There are at least two places named Paradise, one in Pictou County, the other in the Annapolis Valley.  Neither quite matched the billing, but then no community is completely with it! Mahone Bay has its good and bad aspects and the tourist season, which has been long and profitable here this year, has not entirely wound down as of Friday, October13.  We had spent more than a month resettling from self-storage after a stint at the family cottage. A change of place was in order and we had talked for months about the possibility of a trip to The Valley. The weather report was unsettling when booked in at Hillsdake Inn on October 4 and it did shower at dawn on October 6, but the die was cast, cancellation not being an option.

Ruth worked early on, but by mid-afternoom, showers  started as promised and it was decided to try to beat the storm as it moved in toward the north west. In the morning we had loaded knapsacks and loose clothing into the car and a insulated metal food hamper full of goodies now
went into the trunk just prior to rain.

We left Mahone Bay for Highway #103, the main connector with Halifax by way of Blockouse and the Cornwall Road. Needing gas we stopped for gas at an Irving pump house,  a Petro-Canada stop featuring the "Happy Cooker," a couple of years ago. The new menu looks to be fast food. Still raining here although you can only tell from those raindrops of yjr dide window. Leaving the north side, we re-entered the main road westward which terminates at Yarmouth.

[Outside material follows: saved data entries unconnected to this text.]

//! Job and task entities, status state machines, and transition rules.

use serde::{Deserialize, Serialize};

use crate::core::error::ErrorSeverity;
use crate::util::clock::now_ms;

/// Unique job identifier (uuid-backed, serialized as a plain string).
#[derive(Debug, Clone, PartialEq, Eq, Hash, Serialize, Deserialize)]
#[serde(transparent)]
pub struct JobId(pub String);

impl JobId {
    /// Generate a fresh random job id.
    #[must_use]
    pub fn new() -> Self {
        Self(uuid::Uuid::new_v4().to_string())
    }

    /// View as a string slice.
    #[must_use]
    pub fn as_str(&self) -> &str {
        &self.0
    }
}

impl Default for JobId {
    fn default() -> Self {
        Self::new()
    }
}

impl std::fmt::Display for JobId {
    fn fmt(&self, f: &mut std::fmt::Formatter<'_>) -> std::fmt::Result {
        f.write_str(&self.0)
    }
}

/// Unique task identifier.
///
/// Task ids are deterministic, human-readable strings of the form
/// `"{type}-{scope}-{index}"` assigned during graph construction, so
/// re-running construction for the same outline is idempotent.
#[derive(Debug, Clone, PartialEq, Eq, Hash, PartialOrd, Ord, Serialize, Deserialize)]
#[serde(transparent)]
pub struct TaskId(pub String);

impl TaskId {
    /// View as a string slice.
    #[must_use]
    pub fn as_str(&self) -> &str {
        &self.0
    }
}

impl From<&str> for TaskId {
    fn from(s: &str) -> Self {
        Self(s.to_owned())
    }
}

impl std::fmt::Display for TaskId {
    fn fmt(&self, f: &mut std::fmt::Formatter<'_>) -> std::fmt::Result {
        f.write_str(&self.0)
    }
}

/// Lifecycle status of a job.
#[derive(Debug, Clone, Copy, PartialEq, Eq, Serialize, Deserialize)]
#[serde(rename_all = "snake_case")]
pub enum JobStatus {
    /// Submitted, not yet picked up by a scheduler.
    Queued,
    /// A scheduler loop is driving this job.
    Processing,
    /// All work finished; terminal.
    Completed,
    /// Terminal failure.
    Failed,
    /// Externally cancelled; the scheduler stops cooperatively.
    Cancelled,
    /// Externally paused; the scheduler stops cooperatively and the job can
    /// be resumed later.
    Paused,
}

impl JobStatus {
    /// Whether this status ends the job's lifecycle.
    #[must_use]
    pub const fn is_terminal(self) -> bool {
        matches!(self, Self::Completed | Self::Failed | Self::Cancelled)
    }
}

/// One end-to-end content-generation request composed of many tasks.
#[derive(Debug, Clone, Serialize, Deserialize)]
pub struct Job {
    /// Unique identifier.
    pub id: JobId,
    /// Owning user.
    pub user_id: String,
    /// Lifecycle status.
    pub status: JobStatus,
    /// Aggregate progress, 0-100.
    pub progress: u8,
    /// Creation timestamp (ms since epoch).
    pub created_at_ms: u128,
    /// Last mutation timestamp (ms since epoch).
    pub updated_at_ms: u128,
    /// How many automatic recoveries have been attempted.
    pub recovery_attempts: u32,
    /// Ceiling on automatic recoveries before requiring manual intervention.
    pub max_recovery_attempts: u32,
    /// Terminal failure reason, if the job failed.
    pub error_message: Option<String>,
}

impl Job {
    /// Create a freshly submitted job for a user.
    #[must_use]
    pub fn new(user_id: impl Into<String>, max_recovery_attempts: u32) -> Self {
        let now = now_ms();
        Self {
            id: JobId::new(),
            user_id: user_id.into(),
            status: JobStatus::Queued,
            progress: 0,
            created_at_ms: now,
            updated_at_ms: now,
            recovery_attempts: 0,
            max_recovery_attempts,
            error_message: None,
        }
    }
}

/// The closed set of work kinds the engine dispatches.
///
/// Each variant has a handler wired in the content pipeline; the match is
/// exhaustive, so adding a variant forces every dispatch site to handle it.
#[derive(Debug, Clone, Copy, PartialEq, Eq, Hash, Serialize, Deserialize)]
#[serde(rename_all = "snake_case")]
pub enum TaskType {
    /// Lesson section text.
    Section,
    /// Per-lesson assessment.
    Assessment,
    /// Per-module quiz, built from the module's assessments.
    ModuleQuiz,
    /// Per-learning-path quiz, built from the path's module quizzes.
    PathQuiz,
    /// Final class exam.
    Exam,
    /// Auxiliary media variant for a lesson.
    Media,
}

impl TaskType {
    /// Priority band for this task class. Lower runs first among ready tasks:
    /// cheap upstream content before expensive downstream aggregates, media
    /// last so it never blocks anything.
    #[must_use]
    pub const fn priority_band(self) -> i32 {
        match self {
            Self::Section => 10,
            Self::Assessment => 20,
            Self::ModuleQuiz => 30,
            Self::PathQuiz => 35,
            Self::Exam => 40,
            Self::Media => 50,
        }
    }

    /// Stable name used in deterministic task ids.
    #[must_use]
    pub const fn as_str(self) -> &'static str {
        match self {
            Self::Section => "section",
            Self::Assessment => "assessment",
            Self::ModuleQuiz => "quiz",
            Self::PathQuiz => "path-quiz",
            Self::Exam => "exam",
            Self::Media => "media",
        }
    }
}

/// Status of a task in the scheduler lifecycle.
#[derive(Debug, Clone, Copy, PartialEq, Eq, Serialize, Deserialize)]
#[serde(rename_all = "snake_case")]
pub enum TaskStatus {
    /// Created, dependencies may not be satisfied yet.
    Pending,
    /// Ready to be claimed by a scheduler batch.
    Queued,
    /// Claimed and executing.
    Running,
    /// Finished successfully; terminal.
    Completed,
    /// Failed; terminal unless promoted to `Retrying`.
    Failed,
    /// Explicitly skipped by external action; terminal.
    Skipped,
    /// Waiting out a retry backoff before re-queueing.
    Retrying,
    /// Explicitly cancelled by external action; terminal.
    Cancelled,
}

impl TaskStatus {
    /// Whether this status ends the task's lifecycle.
    ///
    /// `Failed` is terminal here; the retry path moves a task through
    /// `Retrying` explicitly before the task ever counts as live again.
    #[must_use]
    pub const fn is_terminal(self) -> bool {
        matches!(
            self,
            Self::Completed | Self::Failed | Self::Skipped | Self::Cancelled
        )
    }

    /// Whether a dependency in this status unblocks its dependents.
    ///
    /// `Failed` satisfies dependents on purpose: one failed lesson must not
    /// stall its siblings or the rest of the course. This is a deliberate
    /// best-effort policy, asserted by tests.
    #[must_use]
    pub const fn satisfies_dependents(self) -> bool {
        matches!(self, Self::Completed | Self::Skipped | Self::Failed)
    }

    /// Whether the transition `self -> to` is legal.
    #[must_use]
    pub const fn can_transition(self, to: Self) -> bool {
        matches!(
            (self, to),
            (Self::Pending, Self::Queued)
                | (Self::Pending | Self::Queued, Self::Skipped | Self::Cancelled)
                | (Self::Pending | Self::Queued, Self::Running)
                | (Self::Running, Self::Completed | Self::Failed | Self::Retrying)
                | (Self::Failed, Self::Retrying)
                | (Self::Retrying, Self::Queued | Self::Cancelled)
        )
    }
}

/// One unit of work: a single content-generation call with declared
/// dependencies.
#[derive(Debug, Clone, Serialize, Deserialize)]
pub struct Task {
    /// Deterministic identifier, unique within the job.
    pub id: TaskId,
    /// Owning job.
    pub job_id: JobId,
    /// Work kind.
    pub task_type: TaskType,
    /// Lifecycle status.
    pub status: TaskStatus,
    /// Ordered ids of tasks that must reach a terminal status first.
    pub dependencies: Vec<TaskId>,
    /// Lower runs first among ready tasks (soft ordering).
    pub execution_priority: i32,
    /// Retries consumed so far.
    pub current_retry_count: u32,
    /// Retry budget.
    pub max_retry_count: u32,
    /// Opaque generator input.
    pub input_data: serde_json::Value,
    /// Opaque generator output, present once completed.
    pub output_data: Option<serde_json::Value>,
    /// Last recorded failure, internal form.
    pub error_message: Option<String>,
    /// Severity of the last recorded failure.
    pub error_severity: Option<ErrorSeverity>,
    /// Whether the last failure is considered recoverable.
    pub is_recoverable: bool,
    /// Creation timestamp (ms since epoch).
    pub created_at_ms: u128,
    /// Last mutation timestamp (ms since epoch).
    pub updated_at_ms: u128,
    /// When the task last entered `Running`, for stall detection.
    pub started_at_ms: Option<u128>,
    /// Earliest time a `Retrying` task may be re-queued.
    pub next_attempt_at_ms: Option<u128>,
}

impl Task {
    /// Create a pending task with the given identity and graph position.
    #[must_use]
    pub fn new(
        id: TaskId,
        job_id: JobId,
        task_type: TaskType,
        dependencies: Vec<TaskId>,
        input_data: serde_json::Value,
        max_retry_count: u32,
    ) -> Self {
        let now = now_ms();
        Self {
            id,
            job_id,
            task_type,
            status: TaskStatus::Pending,
            dependencies,
            execution_priority: task_type.priority_band(),
            current_retry_count: 0,
            max_retry_count,
            input_data,
            output_data: None,
            error_message: None,
            error_severity: None,
            is_recoverable: true,
            created_at_ms: now,
            updated_at_ms: now,
            started_at_ms: None,
            next_attempt_at_ms: None,
        }
    }

    /// Whether the task can still be claimed by a scheduler batch.
    #[must_use]
    pub const fn is_schedulable(&self) -> bool {
        matches!(self.status, TaskStatus::Pending | TaskStatus::Queued)
    }
}

/// Partial update applied alongside an atomic status transition.
///
/// Only `Some` fields are written; `None` leaves the stored value untouched.
#[derive(Debug, Clone, Default, Serialize, Deserialize)]
pub struct TaskFields {
    /// New generator output.
    pub output_data: Option<serde_json::Value>,
    /// New failure message.
    pub error_message: Option<String>,
    /// New failure severity.
    pub error_severity: Option<ErrorSeverity>,
    /// New recoverability flag.
    pub is_recoverable: Option<bool>,
    /// New retry counter value.
    pub current_retry_count: Option<u32>,
    /// New start timestamp; `Some(None)` clears it.
    pub started_at_ms: Option<Option<u128>>,
    /// New backoff gate; `Some(None)` clears it.
    pub next_attempt_at_ms: Option<Option<u128>>,
}

impl TaskFields {
    /// Fields recorded when a task starts running.
    #[must_use]
    pub fn started(now: u128) -> Self {
        Self {
            started_at_ms: Some(Some(now)),
            ..Self::default()
        }
    }

    /// Fields recorded on successful completion.
    #[must_use]
    pub fn completed(output: serde_json::Value) -> Self {
        Self {
            output_data: Some(output),
            started_at_ms: Some(None),
            next_attempt_at_ms: Some(None),
            ..Self::default()
        }
    }

    /// Fields recorded on failure.
    #[must_use]
    pub fn failed(message: String, severity: ErrorSeverity, recoverable: bool) -> Self {
        Self {
            error_message: Some(message),
            error_severity: Some(severity),
            is_recoverable: Some(recoverable),
            started_at_ms: Some(None),
            ..Self::default()
        }
    }
}
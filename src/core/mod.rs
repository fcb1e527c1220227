//! Core domain model and engine.

pub mod breaker;
pub mod error;
pub mod generator;
pub mod graph;
pub mod job;
pub mod limiter;
pub mod monitor;
pub mod retry;
pub mod scheduler;

pub use breaker::{BreakerConfig, BreakerRegistry, BreakerState, CircuitBreaker};
pub use error::{AppResult, ErrorClass, ErrorSeverity, GenerateError, OrchestratorError};
pub use generator::{CachingGenerator, ContentGenerator};
pub use graph::{build_tasks, dependencies_satisfied, CourseOutline};
pub use job::{Job, JobId, JobStatus, Task, TaskFields, TaskId, TaskStatus, TaskType};
pub use limiter::{Admission, RateLimitConfig, RateLimiter, Role};
pub use monitor::{
    classify, HealthState, JobHealth, MonitorConfig, RecommendedAction, RecoveryResult,
    ResilienceMonitor,
};
pub use retry::{RetryConfig, RetryPolicy};
pub use scheduler::{progress_percent, Scheduler, SchedulerConfig, Spawn};
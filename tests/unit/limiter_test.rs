//! Tests for rate limiter admission control

use coursegen::core::limiter::DenyReason;
use coursegen::core::{RateLimitConfig, RateLimiter, Role};

const MINUTE_MS: u128 = 60_000;

#[test]
fn test_student_admitted_within_limits() {
    let limiter = RateLimiter::new(RateLimitConfig::default(), 0);
    let admission = limiter.admit("alice", Role::Student, 0);
    assert!(admission.allowed);
    assert!(admission.reason.is_none());
    assert_eq!(limiter.active_jobs("alice"), 1);
}

#[test]
fn test_student_concurrency_ceiling() {
    // Default student limit is 1 concurrent job.
    let limiter = RateLimiter::new(RateLimitConfig::default(), 0);
    assert!(limiter.admit("alice", Role::Student, 0).allowed);
    let denied = limiter.admit("alice", Role::Student, 1);
    assert!(!denied.allowed);
    assert_eq!(denied.reason, Some(DenyReason::UserConcurrency));
}

#[test]
fn test_concurrency_checked_before_rate_windows() {
    // Exhaust the minute window and hold a job; the denial must still name
    // concurrency, not the rate window.
    let mut config = RateLimitConfig::default();
    config.student.requests_per_minute = 1;
    let limiter = RateLimiter::new(config, 0);
    assert!(limiter.admit("alice", Role::Student, 0).allowed);
    let denied = limiter.admit("alice", Role::Student, 1);
    assert_eq!(denied.reason, Some(DenyReason::UserConcurrency));
}

#[test]
fn test_minute_window_denial_and_lazy_reset() {
    let limiter = RateLimiter::new(RateLimitConfig::default(), 0);
    // Student: 2 per minute; release between starts to keep concurrency free.
    for _ in 0..2 {
        assert!(limiter.admit("alice", Role::Student, 0).allowed);
        limiter.release("alice");
    }
    let denied = limiter.admit("alice", Role::Student, 1000);
    assert!(!denied.allowed);
    assert_eq!(denied.reason, Some(DenyReason::MinuteRate));
    let retry_after = denied.retry_after.unwrap();
    assert!(retry_after.as_millis() > 0);
    assert!(retry_after.as_millis() <= MINUTE_MS);

    // A minute later the window has rolled over.
    let after = limiter.admit("alice", Role::Student, MINUTE_MS + 1);
    assert!(after.allowed);
}

#[test]
fn test_hour_window_outlives_minute_window() {
    let mut config = RateLimitConfig::default();
    config.student.requests_per_minute = 100;
    config.student.requests_per_hour = 3;
    config.student.max_concurrent_jobs = 100;
    let limiter = RateLimiter::new(config, 0);
    for _ in 0..3 {
        assert!(limiter.admit("alice", Role::Student, 0).allowed);
    }
    // Minute rollover does not help; the hour window still holds the count.
    let denied = limiter.admit("alice", Role::Student, MINUTE_MS * 2);
    assert_eq!(denied.reason, Some(DenyReason::HourRate));
}

#[test]
fn test_roles_have_independent_tables() {
    let limiter = RateLimiter::new(RateLimitConfig::default(), 0);
    // Instructor allows 3 concurrent jobs where a student gets 1.
    for _ in 0..3 {
        assert!(limiter.admit("bob", Role::Instructor, 0).allowed);
    }
    assert!(!limiter.admit("bob", Role::Instructor, 0).allowed);
}

#[test]
fn test_global_concurrency_ceiling() {
    let mut config = RateLimitConfig::default();
    config.global.max_concurrent_jobs = 2;
    config.global.max_starts_per_minute = 100;
    let limiter = RateLimiter::new(config, 0);
    assert!(limiter.admit("u1", Role::Admin, 0).allowed);
    assert!(limiter.admit("u2", Role::Admin, 0).allowed);
    let denied = limiter.admit("u3", Role::Admin, 0);
    assert_eq!(denied.reason, Some(DenyReason::GlobalConcurrency));
    assert_eq!(limiter.global_active_jobs(), 2);
}

#[test]
fn test_global_start_rate() {
    let mut config = RateLimitConfig::default();
    config.global.max_starts_per_minute = 2;
    let limiter = RateLimiter::new(config, 0);
    assert!(limiter.admit("u1", Role::Admin, 0).allowed);
    limiter.release("u1");
    assert!(limiter.admit("u2", Role::Admin, 0).allowed);
    limiter.release("u2");
    let denied = limiter.admit("u3", Role::Admin, 0);
    assert_eq!(denied.reason, Some(DenyReason::GlobalStartRate));
    assert!(denied.retry_after.is_some());
}

#[test]
fn test_release_frees_concurrency_slot() {
    let limiter = RateLimiter::new(RateLimitConfig::default(), 0);
    assert!(limiter.admit("alice", Role::Student, 0).allowed);
    limiter.release("alice");
    assert_eq!(limiter.active_jobs("alice"), 0);
    assert_eq!(limiter.global_active_jobs(), 0);
    assert!(limiter.admit("alice", Role::Student, 1).allowed);
}

#[test]
fn test_spurious_release_does_not_free_global_capacity() {
    let mut config = RateLimitConfig::default();
    config.global.max_concurrent_jobs = 1;
    config.global.max_starts_per_minute = 100;
    let limiter = RateLimiter::new(config, 0);
    assert!(limiter.admit("alice", Role::Admin, 0).allowed);

    // A user who was never admitted releases nothing, globally included.
    limiter.release("ghost");
    assert_eq!(limiter.global_active_jobs(), 1);
    let denied = limiter.admit("bob", Role::Admin, 0);
    assert_eq!(denied.reason, Some(DenyReason::GlobalConcurrency));

    limiter.release("alice");
    assert!(limiter.admit("bob", Role::Admin, 1).allowed);
}

#[test]
fn test_release_never_underflows() {
    let limiter = RateLimiter::new(RateLimitConfig::default(), 0);
    limiter.release("ghost");
    limiter.release("ghost");
    assert_eq!(limiter.active_jobs("ghost"), 0);
    assert_eq!(limiter.global_active_jobs(), 0);
    assert!(limiter.admit("ghost", Role::Student, 0).allowed);
}

#[test]
fn test_denials_do_not_consume_quota() {
    let limiter = RateLimiter::new(RateLimitConfig::default(), 0);
    assert!(limiter.admit("alice", Role::Student, 0).allowed);
    for _ in 0..5 {
        assert!(!limiter.admit("alice", Role::Student, 1).allowed);
    }
    limiter.release("alice");
    // One start used this minute; the second of two is still available.
    assert!(limiter.admit("alice", Role::Student, 2).allowed);
}

#[test]
fn test_deny_reasons_have_user_messages() {
    for reason in [
        DenyReason::UserConcurrency,
        DenyReason::GlobalConcurrency,
        DenyReason::GlobalStartRate,
        DenyReason::MinuteRate,
        DenyReason::HourRate,
        DenyReason::DayRate,
    ] {
        assert!(!reason.user_message().is_empty());
    }
}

There are there are two exits south to Bridgewater, the largest town in the county. The takes you there if you turn left, and so does the second Wileville exit.  This is Wileville on the rural route entered after making a right hand turn to the north.

At the Wile's Lake Market & Plant Norsery we found pumpkins arranged in animal forms, but did not stop to admire them.

The rains ceased. From Caledonian on, the trip across the province was made painfully slow by this recreational vehicle, which finally turned off at the National Park.

Here we are decendining into the Annapolis Valley from South Mountain.  At this date, the leaves had not quite changed colour in a dramatic manner.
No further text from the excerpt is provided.